[Stored entries]

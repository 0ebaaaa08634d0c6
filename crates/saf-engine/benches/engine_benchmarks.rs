//! Forwarding engine performance benchmarks
//!
//! Benchmarks for the hot paths of the engine:
//! - Face selection from a probability table
//! - The full decision loop including admission control
//! - Periodic table updates across many prefixes
//! - Limiter refills
//!
//! Run with: cargo bench -p saf-engine

use criterion::{Criterion, black_box, criterion_group, criterion_main};
use rand::SeedableRng;
use rand::rngs::StdRng;
use std::collections::BTreeMap;
use std::sync::Arc;

use saf_core::{Delivery, FaceId, Name, NextHop, StaticRouter};
use saf_engine::{
    EngineConfig, ForwardingEngine, ForwardingMatrix, MatrixParams, ReliabilityStatistics,
};

// ============================================================================
// Helpers
// ============================================================================

fn faces(count: u32) -> Vec<FaceId> {
    (1..=count).filter_map(FaceId::new).collect()
}

fn router_with_faces(count: u32, link_rate: Option<u64>) -> Arc<StaticRouter> {
    let router = Arc::new(StaticRouter::new());
    let mut hops = Vec::new();
    for id in 1..=count {
        let face = router.add_face(id, link_rate);
        hops.push(NextHop::new(face, id));
    }
    router.set_route("/", hops).unwrap();
    router
}

fn seeded_config() -> EngineConfig {
    EngineConfig {
        rng_seed: Some(99),
        ..EngineConfig::default()
    }
}

// ============================================================================
// Matrix
// ============================================================================

fn bench_matrix(c: &mut Criterion) {
    let mut group = c.benchmark_group("matrix");

    for count in [4u32, 16, 64] {
        let matrix = ForwardingMatrix::new(&faces(count), 1, &BTreeMap::new(), MatrixParams::default());
        let tried: Vec<FaceId> = faces(count / 2);
        let mut rng = StdRng::seed_from_u64(1);

        group.bench_function(format!("select_face_{count}_faces"), |b| {
            b.iter(|| matrix.select_face(0, black_box(&tried), &mut rng))
        });
    }

    let roster = faces(16);
    let mut stats = ReliabilityStatistics::new(&roster, 1, 6, 0.2);
    for (i, &face) in roster.iter().enumerate() {
        for n in 0..50 {
            let _ = stats.record_outcome(face, 0, n % (i + 2) != 0);
        }
    }
    let _ = stats.snapshot_and_roll(0);

    group.bench_function("update_16_faces", |b| {
        b.iter_batched(
            || ForwardingMatrix::new(&roster, 1, &BTreeMap::new(), MatrixParams::default()),
            |mut matrix| matrix.update(black_box(&stats)),
            criterion::BatchSize::SmallInput,
        )
    });

    group.finish();
}

// ============================================================================
// Engine
// ============================================================================

fn bench_decide(c: &mut Criterion) {
    let mut group = c.benchmark_group("engine_decide");

    let engine = ForwardingEngine::new(router_with_faces(8, None), seeded_config()).unwrap();
    let names: Vec<Name> = (0..64)
        .filter_map(|i| Name::parse(&format!("/prefix{}/item", i % 8)).ok())
        .collect();

    group.bench_function("decide_unlimited_8_faces", |b| {
        let mut i = 0usize;
        b.iter(|| {
            i = (i + 1) % names.len();
            engine.decide(black_box(&names[i]), &[], &[])
        })
    });

    let limited = ForwardingEngine::new(router_with_faces(8, Some(1_000_000)), seeded_config()).unwrap();
    group.bench_function("decide_limited_8_faces", |b| {
        let mut i = 0usize;
        b.iter(|| {
            i = (i + 1) % names.len();
            limited.refill_limiters();
            limited.decide(black_box(&names[i]), &[], &[])
        })
    });

    group.finish();
}

fn bench_tick(c: &mut Criterion) {
    let mut group = c.benchmark_group("engine_tick");

    let engine = ForwardingEngine::new(router_with_faces(8, None), seeded_config()).unwrap();
    let faces = engine.faces();
    for p in 0..100 {
        let name = Name::parse(&format!("/prefix{p}/item")).unwrap_or_default();
        engine.decide(&name, &[], &[]);
        for (i, &face) in faces.iter().enumerate().skip(1) {
            if i % 3 == 0 {
                engine.on_expired(&name, &[face]);
            } else {
                engine.on_satisfied(&name, face, &[face], &Delivery::default());
            }
        }
    }

    group.bench_function("tick_100_prefixes", |b| b.iter(|| engine.tick()));

    group.bench_function("refill_8_limiters", |b| {
        let limited = ForwardingEngine::new(router_with_faces(8, Some(10_000_000)), seeded_config()).unwrap();
        b.iter(|| limited.refill_limiters())
    });

    group.finish();
}

criterion_group!(benches, bench_matrix, bench_decide, bench_tick);

criterion_main!(benches);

* **Brief**: Within the records, filter for lines that contain the word "Delivery" and show each one.

* **Expected output**:
use saf_core::{Delivery, FaceId, Name, NextHop, StaticRouter};
                engine.on_satisfied(&name, face, &[face], &Delivery::default());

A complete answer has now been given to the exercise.